Top of RECORDS

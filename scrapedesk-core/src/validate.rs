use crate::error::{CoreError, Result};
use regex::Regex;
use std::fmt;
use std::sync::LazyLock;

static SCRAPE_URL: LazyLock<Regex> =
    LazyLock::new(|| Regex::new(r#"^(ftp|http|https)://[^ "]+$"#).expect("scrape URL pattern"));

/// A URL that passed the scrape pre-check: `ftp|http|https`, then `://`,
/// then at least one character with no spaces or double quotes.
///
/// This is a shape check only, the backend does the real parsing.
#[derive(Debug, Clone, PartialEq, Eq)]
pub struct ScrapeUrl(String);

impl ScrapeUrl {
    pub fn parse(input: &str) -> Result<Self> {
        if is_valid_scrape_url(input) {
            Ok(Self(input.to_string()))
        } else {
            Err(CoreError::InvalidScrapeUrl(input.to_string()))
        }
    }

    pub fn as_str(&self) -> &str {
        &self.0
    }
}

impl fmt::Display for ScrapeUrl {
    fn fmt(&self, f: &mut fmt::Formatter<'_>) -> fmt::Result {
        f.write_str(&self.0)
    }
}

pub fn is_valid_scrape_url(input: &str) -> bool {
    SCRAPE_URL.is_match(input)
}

Bottom of RECORDS

INSTRUCTIONS FOR THE TASK =
Which lines of the data include the string "check"? Copy each of them.

ANSWER TO THIS EXERCISE =
/// A URL that passed the scrape pre-check: `ftp|http|https`, then `://`,
/// This is a shape check only, the backend does the real parsing.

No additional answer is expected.